At the actual ceremony, an actor playing the presiding preacher coughs repeatedly while reading his spiel and then, in one of the few mildly inspired moments, stops the service to answer his beeping cellphone while the bride, groom and infuriated guests wait impatiently. Later, an actress drops the multi-tiered wedding cake as she and another woman are carrying it in, a big cake wallow following.

A majority of the pranks happen before the ceremony, as when the best man is almost arrested by a creepy bogus cop for smoking Cuban cigars. Smearing yourself with crushed cake may be modestly funny, but terrifying someone into thinking he's heading for the slammer is sick sadism.

Once more the wedding couple appear -- explaining what the show's premise is and how it works. Is this for the benefit of those who tune in late -- or is it to help make the show more excerptable for the popular clip-job Web sites? "Wedding Crashers" aims to be YouTubal television, but the gags take so long to execute that the pace will be punishing whatever the genre or medium.
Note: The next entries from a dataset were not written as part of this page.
//! Pure construction of popup content for map features.
//!
//! A popup is built as a small DOM-equivalent tree of [`HtmlNode`]s. Building
//! the tree has no side effects, so the same feature always produces the same
//! popup. The embedding UI either walks the tree or serializes it with
//! [`HtmlNode::to_html`] and hands the string to a web view.

use crate::feature::Feature;

/// Width of the thumbnail image inside a popup.
const THUMBNAIL_WIDTH: &str = "250px";

/// Tag of the popup heading element.
const HEADING_TAG: &str = "h4";

/// A node of a popup content tree.
#[derive(Debug, Clone, PartialEq)]
pub enum HtmlNode {
    /// An element with a tag, attributes and children.
    Element(HtmlElement),
    /// A text node. The text is escaped when serialized.
    Text(String),
    /// A `<br>` line break.
    LineBreak,
}

/// An element node of a popup content tree.
#[derive(Debug, Clone, PartialEq)]
pub struct HtmlElement {
    tag: String,
    attributes: Vec<(String, String)>,
    children: Vec<HtmlNode>,
}

impl HtmlElement {
    /// Creates an empty element with the given tag.
    pub fn new(tag: impl Into<String>) -> Self {
        Self {
            tag: tag.into(),
            attributes: Vec::new(),
            children: Vec::new(),
        }
    }

    /// Adds an attribute to the element.
    pub fn with_attribute(mut self, name: impl Into<String>, value: impl Into<String>) -> Self {
        self.attributes.push((name.into(), value.into()));
        self
    }

    /// Adds a child node to the element.
    pub fn with_child(mut self, child: HtmlNode) -> Self {
        self.children.push(child);
        self
    }

    /// Tag of the element.
    pub fn tag(&self) -> &str {
        &self.tag
    }

    /// Returns the value of the given attribute, if set.
    pub fn attribute(&self, name: &str) -> Option<&str> {
        self.attributes
            .iter()
            .find(|(attr, _)| attr == name)
            .map(|(_, value)| value.as_str())
    }

    /// Children of the element.
    pub fn children(&self) -> &[HtmlNode] {
        &self.children
    }

    fn is_void(&self) -> bool {
        matches!(self.tag.as_str(), "img" | "br" | "hr")
    }
}

impl From<HtmlElement> for HtmlNode {
    fn from(value: HtmlElement) -> Self {
        Self::Element(value)
    }
}

impl HtmlNode {
    /// Creates a text node.
    pub fn text(text: impl Into<String>) -> Self {
        Self::Text(text.into())
    }

    /// Returns the element value of the node, if it is an element.
    pub fn as_element(&self) -> Option<&HtmlElement> {
        match self {
            Self::Element(element) => Some(element),
            _ => None,
        }
    }

    /// Returns all elements with the given tag in this subtree, in document
    /// order.
    pub fn find_all<'a>(&'a self, tag: &str) -> Vec<&'a HtmlElement> {
        let mut found = Vec::new();
        self.collect_by_tag(tag, &mut found);
        found
    }

    fn collect_by_tag<'a>(&'a self, tag: &str, found: &mut Vec<&'a HtmlElement>) {
        if let Self::Element(element) = self {
            if element.tag == tag {
                found.push(element);
            }
            for child in &element.children {
                child.collect_by_tag(tag, found);
            }
        }
    }

    /// Serializes the tree into an HTML string.
    pub fn to_html(&self) -> String {
        let mut out = String::new();
        self.write_html(&mut out);
        out
    }

    fn write_html(&self, out: &mut String) {
        match self {
            Self::Text(text) => out.push_str(&escape(text)),
            Self::LineBreak => out.push_str("<br>"),
            Self::Element(element) => {
                out.push('<');
                out.push_str(&element.tag);
                for (name, value) in &element.attributes {
                    out.push(' ');
                    out.push_str(name);
                    out.push_str("=\"");
                    out.push_str(&escape(value));
                    out.push('"');
                }
                out.push('>');

                if !element.is_void() {
                    for child in &element.children {
                        child.write_html(out);
                    }
                    out.push_str("</");
                    out.push_str(&element.tag);
                    out.push('>');
                }
            }
        }
    }
}

fn escape(value: &str) -> String {
    let mut escaped = String::with_capacity(value.len());
    for c in value.chars() {
        match c {
            '&' => escaped.push_str("&amp;"),
            '<' => escaped.push_str("&lt;"),
            '>' => escaped.push_str("&gt;"),
            '"' => escaped.push_str("&quot;"),
            c => escaped.push(c),
        }
    }
    escaped
}

/// Options controlling the popup content.
///
/// The upstream site went through several revisions of the popup markup, so
/// the differences between them are kept configurable instead of hard-coded.
#[derive(Debug, Clone, PartialEq)]
pub struct PopupOptions {
    /// Whether to add a heading with the feature name above the image.
    pub show_name_heading: bool,
    /// Base path the thumbnail file names are resolved against.
    pub thumbnail_base: String,
}

impl Default for PopupOptions {
    fn default() -> Self {
        Self {
            show_name_heading: true,
            thumbnail_base: "/output".to_string(),
        }
    }
}

/// Builds the popup content for one feature.
///
/// The popup contains a heading with the feature name (unless disabled in
/// `options`) and, for features with a thumbnail, the thumbnail image
/// followed by a line break. When the feature also carries a Commons page
/// link, the image is wrapped into a link to that page.
pub fn render_popup(feature: &Feature, options: &PopupOptions) -> HtmlNode {
    let mut root = HtmlElement::new("div");

    if options.show_name_heading {
        root = root.with_child(
            HtmlElement::new(HEADING_TAG)
                .with_child(HtmlNode::text(&feature.properties.name))
                .into(),
        );
    }

    if let Some(thumbnail) = &feature.properties.thumbnail_filename {
        let image = HtmlElement::new("img")
            .with_attribute(
                "src",
                format!("{}/{}", options.thumbnail_base.trim_end_matches('/'), thumbnail),
            )
            .with_attribute("width", THUMBNAIL_WIDTH);

        let image = match &feature.properties.commons_link {
            Some(link) => HtmlElement::new("a")
                .with_attribute("href", link)
                .with_child(image.into()),
            None => image,
        };

        root = root.with_child(image.into()).with_child(HtmlNode::LineBreak);
    }

    root.into()
}

#[cfg(test)]
mod tests {
    use placemap_types::latlon;

    use super::*;
    use crate::feature::FeatureProperties;

    fn feature(thumbnail: Option<&str>, commons: Option<&str>) -> Feature {
        Feature {
            key: "a".to_string(),
            properties: FeatureProperties {
                name: "X".to_string(),
                coordinates: latlon!(1.0, 2.0),
                thumbnail_filename: thumbnail.map(|v| v.to_string()),
                commons_link: commons.map(|v| v.to_string()),
            },
        }
    }

    #[test]
    fn popup_without_thumbnail_has_heading_and_no_image() {
        let popup = render_popup(&feature(None, None), &PopupOptions::default());

        let headings = popup.find_all("h4");
        assert_eq!(headings.len(), 1);
        assert_eq!(headings[0].children(), &[HtmlNode::text("X")]);

        assert!(popup.find_all("img").is_empty());
        assert!(popup.find_all("a").is_empty());
    }

    #[test]
    fn popup_with_thumbnail_has_one_image() {
        let popup = render_popup(&feature(Some("pic.jpg"), None), &PopupOptions::default());

        let images = popup.find_all("img");
        assert_eq!(images.len(), 1);
        assert_eq!(images[0].attribute("src"), Some("/output/pic.jpg"));
        assert_eq!(images[0].attribute("width"), Some("250px"));
        assert!(popup.find_all("a").is_empty());
    }

    #[test]
    fn image_is_wrapped_into_commons_link() {
        let popup = render_popup(
            &feature(Some("pic.jpg"), Some("https://commons.wikimedia.org/wiki/X")),
            &PopupOptions::default(),
        );

        let links = popup.find_all("a");
        assert_eq!(links.len(), 1);
        assert_eq!(
            links[0].attribute("href"),
            Some("https://commons.wikimedia.org/wiki/X")
        );

        let images = links[0]
            .children()
            .iter()
            .filter_map(|child| child.as_element())
            .filter(|element| element.tag() == "img")
            .count();
        assert_eq!(images, 1);
    }

    #[test]
    fn heading_can_be_disabled() {
        let options = PopupOptions {
            show_name_heading: false,
            ..Default::default()
        };
        let popup = render_popup(&feature(None, None), &options);
        assert!(popup.find_all("h4").is_empty());
    }

    #[test]
    fn thumbnail_base_is_configurable() {
        let options = PopupOptions {
            thumbnail_base: "/thumbs/".to_string(),
            ..Default::default()
        };
        let popup = render_popup(&feature(Some("pic.jpg"), None), &options);
        assert_eq!(
            popup.find_all("img")[0].attribute("src"),
            Some("/thumbs/pic.jpg")
        );
    }

    #[test]
    fn serializes_to_html() {
        let popup = render_popup(&feature(Some("pic.jpg"), None), &PopupOptions::default());
        assert_eq!(
            popup.to_html(),
            "<div><h4>X</h4><img src=\"/output/pic.jpg\" width=\"250px\"><br></div>"
        );
    }

    #[test]
    fn text_and_attributes_are_escaped() {
        let mut feature = feature(None, None);
        feature.properties.name = "Tom & \"Jerry\" <3".to_string();

        let popup = render_popup(&feature, &PopupOptions::default());
        assert!(popup
            .to_html()
            .contains("Tom &amp; &quot;Jerry&quot; &lt;3"));
    }
}
//! [`MapView`] specifies the currently visible part of the map.

use placemap_types::cartesian::{Point2, Size};
use placemap_types::geo::GeoPoint2d;
use placemap_types::mercator;

/// Position and zoom level of the map viewport.
///
/// The view is a value type. All modifying methods return a new instance, and
/// the map is updated by giving it the new view through [`crate::Map::set_view`].
#[derive(Debug, Clone, Copy, PartialEq)]
pub struct MapView {
    center: GeoPoint2d,
    zoom: u32,
    size: Size,
}

impl Default for MapView {
    fn default() -> Self {
        Self {
            center: GeoPoint2d::default(),
            zoom: 0,
            size: Size::default(),
        }
    }
}

impl MapView {
    /// Creates a new view centered at the given point.
    pub fn new(center: GeoPoint2d, zoom: u32) -> Self {
        Self {
            center,
            zoom,
            ..Default::default()
        }
    }

    /// Center of the viewport.
    pub fn center(&self) -> GeoPoint2d {
        self.center
    }

    /// Zoom level of the standard Web Mercator tile pyramid.
    pub fn zoom(&self) -> u32 {
        self.zoom
    }

    /// Size of the viewport in pixels.
    pub fn size(&self) -> Size {
        self.size
    }

    /// Resolution of the view in meters per pixel.
    pub fn resolution(&self) -> f64 {
        mercator::resolution(self.zoom)
    }

    /// Returns a copy of the view with the given center.
    pub fn with_center(&self, center: GeoPoint2d) -> Self {
        Self { center, ..*self }
    }

    /// Returns a copy of the view with the given zoom level.
    pub fn with_zoom(&self, zoom: u32) -> Self {
        Self { zoom, ..*self }
    }

    /// Returns a copy of the view with the given viewport size.
    pub fn with_size(&self, size: Size) -> Self {
        Self { size, ..*self }
    }

    /// Converts a geographic position into screen pixel coordinates relative
    /// to the top-left corner of the viewport.
    ///
    /// Returns `None` if the point or the view center cannot be projected.
    pub fn geo_to_screen(&self, point: &GeoPoint2d) -> Option<Point2> {
        let center = mercator::project(&self.center)?;
        let projected = mercator::project(point)?;
        let resolution = self.resolution();

        Some(Point2::new(
            self.size.half_width() + (projected.x - center.x) / resolution,
            self.size.half_height() - (projected.y - center.y) / resolution,
        ))
    }

    /// Converts screen pixel coordinates into a geographic position.
    pub fn screen_to_geo(&self, point: &Point2) -> Option<GeoPoint2d> {
        let center = mercator::project(&self.center)?;
        let resolution = self.resolution();

        let projected = Point2::new(
            center.x + (point.x - self.size.half_width()) * resolution,
            center.y - (point.y - self.size.half_height()) * resolution,
        );

        Some(mercator::unproject(&projected))
    }
}
//! Controls change the state of the map based on user input.
//!
//! The only control at the moment is the [`BaseLayerSwitcher`], the model
//! behind the layer-selection widget of the UI.

use crate::error::Error;
use crate::layer::TileLayer;

/// Registry of the selectable base layers of a map.
///
/// Exactly one layer is active at any time. The UI lists the available names
/// with [`BaseLayerSwitcher::available`] and switches between them with
/// [`BaseLayerSwitcher::select`].
#[derive(Debug)]
pub struct BaseLayerSwitcher {
    entries: Vec<(String, TileLayer)>,
    active: usize,
}

impl BaseLayerSwitcher {
    /// Creates a new switcher.
    ///
    /// Returns an error if `entries` is empty, if `active` is out of bounds,
    /// or if two entries share a name.
    pub fn new(entries: Vec<(String, TileLayer)>, active: usize) -> Result<Self, Error> {
        if entries.is_empty() {
            return Err(Error::Configuration(
                "at least one base layer is required".to_string(),
            ));
        }
        if active >= entries.len() {
            return Err(Error::Configuration(format!(
                "active layer index {active} is out of bounds"
            )));
        }
        for (index, (name, _)) in entries.iter().enumerate() {
            if entries[..index].iter().any(|(other, _)| other == name) {
                return Err(Error::Configuration(format!(
                    "duplicate base layer name: {name}"
                )));
            }
        }

        Ok(Self { entries, active })
    }

    /// Names of the available base layers, in registration order.
    pub fn available(&self) -> Vec<&str> {
        self.entries.iter().map(|(name, _)| name.as_str()).collect()
    }

    /// Name of the active base layer.
    pub fn active_name(&self) -> &str {
        &self.entries[self.active].0
    }

    /// The active base layer.
    pub fn active(&self) -> &TileLayer {
        &self.entries[self.active].1
    }

    /// Makes the layer with the given name active.
    pub fn select(&mut self, name: &str) -> Result<(), Error> {
        match self.entries.iter().position(|(entry, _)| entry == name) {
            Some(index) => {
                self.active = index;
                log::debug!("Switched base layer to {name}");
                Ok(())
            }
            None => Err(Error::NotFound),
        }
    }
}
It's an exercise in punishment, really -- viewer abuse and cruelty to the victims of the hoax. On "Saturday Night Live's" parody of Kutcher's "Punk'd," Justin Timberlake has played Kutcher as a braying, bratty boor with an infinite appetite for his own hostile gags. Although Kutcher isn't seen in "Wedding Crashers" -- at least so far -- one can almost hear him cackling in a corner while the faux fun is taped.

Is "Real Wedding Crashers" yet another sign that pop culture is choking on its own corruption and heartless inanity? Actually, it would be flattering the show to call it a sign of anything. It's just a sign of itself, no more significant than it is amusing, far less funny than it is fiendish.

Real Wedding Crashers premieres tonight at 10 on Channel 4.